Data under study.

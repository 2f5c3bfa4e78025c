//! GPU Driver Procfs Sources
//!
//! The display driver publishes one node per GPU under `/proc/ati/<n>`,
//! carrying the device's interrupt routing (and with it the bus address, in
//! decimal), the attached client processes, and the video BIOS build data.
//! Two sources read it: one for the client list, one for the VBIOS part
//! number.

use std::path::{Path, PathBuf};

use async_trait::async_trait;
use once_cell::sync::Lazy;
use regex::Regex;
use serde_json::{json, Value};
use tracing::{debug, warn};

use super::FactSource;
use crate::error::Result;
use crate::inventory::{DeviceKey, PartialRecord};

const DEFAULT_PROC_ROOT: &str = "/proc/ati";
const DEFAULT_PID_ROOT: &str = "/proc";

/// Driver node numbers to probe; the driver never registers more.
const MAX_DEVICE_NODES: u32 = 16;

// interrupt_info reports the address in decimal: "PCI:13:0:0".
static INTERRUPT_RE: Lazy<Regex> =
    Lazy::new(|| Regex::new(r"PCI:(\d{1,3}):(\d{1,3}):(\d{1,2})").unwrap());

// biosversion rows are shell-style assignments: BIOS_PN="113-C6810300-102".
static BIOS_ATTR_RE: Lazy<Regex> = Lazy::new(|| Regex::new(r#"(.+)="(.*)""#).unwrap());

/// Resolve a driver node's bus address from its interrupt_info file.
///
/// The components are decimal there, unlike every other source.
async fn node_bus_address(node_dir: &Path) -> Option<DeviceKey> {
    let path = node_dir.join("interrupt_info");
    let text = tokio::fs::read_to_string(&path).await.ok()?;
    let caps = INTERRUPT_RE.captures(&text)?;

    let bus: u8 = caps[1].parse().ok()?;
    let device: u8 = caps[2].parse().ok()?;
    let function: u8 = caps[3].parse().ok()?;
    Some(DeviceKey::new(0, bus, device, function))
}

/// Driver node directories that exist, paired with their bus address.
async fn scan_nodes(root: &Path) -> Vec<(DeviceKey, PathBuf)> {
    let mut nodes = Vec::new();

    for node in 0..MAX_DEVICE_NODES {
        let dir = root.join(node.to_string());
        match tokio::fs::metadata(&dir).await {
            Ok(meta) if meta.is_dir() => {}
            _ => continue,
        }
        match node_bus_address(&dir).await {
            Some(key) => nodes.push((key, dir)),
            None => {
                debug!(node, "driver node without resolvable bus address");
            }
        }
    }

    nodes
}

// =============================================================================
// Client Processes
// =============================================================================

/// Lists the processes attached to each GPU through the driver.
#[derive(Debug)]
pub struct DriverClientsSource {
    proc_root: PathBuf,
    pid_root: PathBuf,
}

impl Default for DriverClientsSource {
    fn default() -> Self {
        Self {
            proc_root: PathBuf::from(DEFAULT_PROC_ROOT),
            pid_root: PathBuf::from(DEFAULT_PID_ROOT),
        }
    }
}

impl DriverClientsSource {
    pub fn new() -> Self {
        Self::default()
    }

    /// Point the source at alternate procfs roots.
    pub fn with_roots(proc_root: impl Into<PathBuf>, pid_root: impl Into<PathBuf>) -> Self {
        Self {
            proc_root: proc_root.into(),
            pid_root: pid_root.into(),
        }
    }

    async fn node_clients(&self, node_dir: &Path) -> Result<Vec<Value>> {
        let text = tokio::fs::read_to_string(node_dir.join("clients")).await?;
        let own_pid = std::process::id();
        let mut clients = Vec::new();

        // Two header rows precede the client table.
        for row in text.lines().skip(2) {
            let Some(pid) = row.split_whitespace().nth(2) else {
                continue;
            };
            let Ok(pid) = pid.parse::<u32>() else {
                continue;
            };
            if pid == own_pid {
                // The collector itself holds the device open while reading.
                continue;
            }

            let exe_link = self.pid_root.join(pid.to_string()).join("exe");
            match tokio::fs::read_link(&exe_link).await {
                Ok(executable) => clients.push(json!({
                    "pid": pid,
                    "filename": executable.to_string_lossy(),
                })),
                Err(err) => {
                    debug!(pid, error = %err, "client process vanished before resolution");
                }
            }
        }

        Ok(clients)
    }
}

#[async_trait]
impl FactSource for DriverClientsSource {
    fn name(&self) -> &'static str {
        "driver-clients"
    }

    async fn collect(&self, _selector: Option<&DeviceKey>) -> Result<PartialRecord> {
        let mut record = PartialRecord::new();

        for (key, dir) in scan_nodes(&self.proc_root).await {
            let clients = self.node_clients(&dir).await?;
            record.insert(key, json!({"status": {"clients": clients}}));
        }

        Ok(record)
    }
}

// =============================================================================
// VBIOS Version
// =============================================================================

/// Reads the video BIOS part number for each GPU.
#[derive(Debug)]
pub struct VbiosVersionSource {
    proc_root: PathBuf,
}

impl Default for VbiosVersionSource {
    fn default() -> Self {
        Self {
            proc_root: PathBuf::from(DEFAULT_PROC_ROOT),
        }
    }
}

impl VbiosVersionSource {
    pub fn new() -> Self {
        Self::default()
    }

    pub fn with_root(proc_root: impl Into<PathBuf>) -> Self {
        Self {
            proc_root: proc_root.into(),
        }
    }
}

#[async_trait]
impl FactSource for VbiosVersionSource {
    fn name(&self) -> &'static str {
        "vbios-version"
    }

    async fn collect(&self, _selector: Option<&DeviceKey>) -> Result<PartialRecord> {
        let mut record = PartialRecord::new();

        for (key, dir) in scan_nodes(&self.proc_root).await {
            let path = dir.join("biosversion");
            let text = tokio::fs::read_to_string(&path).await?;

            match parse_bios_part_number(&text) {
                Some(part_number) => {
                    record.insert(key, json!({"product": {"biosPartNumber": part_number}}));
                }
                None => {
                    warn!(path = %path.display(), "unable to retrieve vbios version");
                }
            }
        }

        Ok(record)
    }
}

/// Pull BIOS_PN out of the biosversion attribute rows (first row is a title).
fn parse_bios_part_number(text: &str) -> Option<String> {
    for row in text.lines().skip(1) {
        if let Some(caps) = BIOS_ATTR_RE.captures(row) {
            if caps[1].trim() == "BIOS_PN" {
                return Some(caps[2].trim().to_string());
            }
        }
    }
    None
}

Work instruction.
If a line of the listing above holds the string "join", copy it.

Exercise answer.
    let path = node_dir.join("interrupt_info");
        let dir = root.join(node.to_string());
        let text = tokio::fs::read_to_string(node_dir.join("clients")).await?;
            let exe_link = self.pid_root.join(pid.to_string()).join("exe");
            let path = dir.join("biosversion");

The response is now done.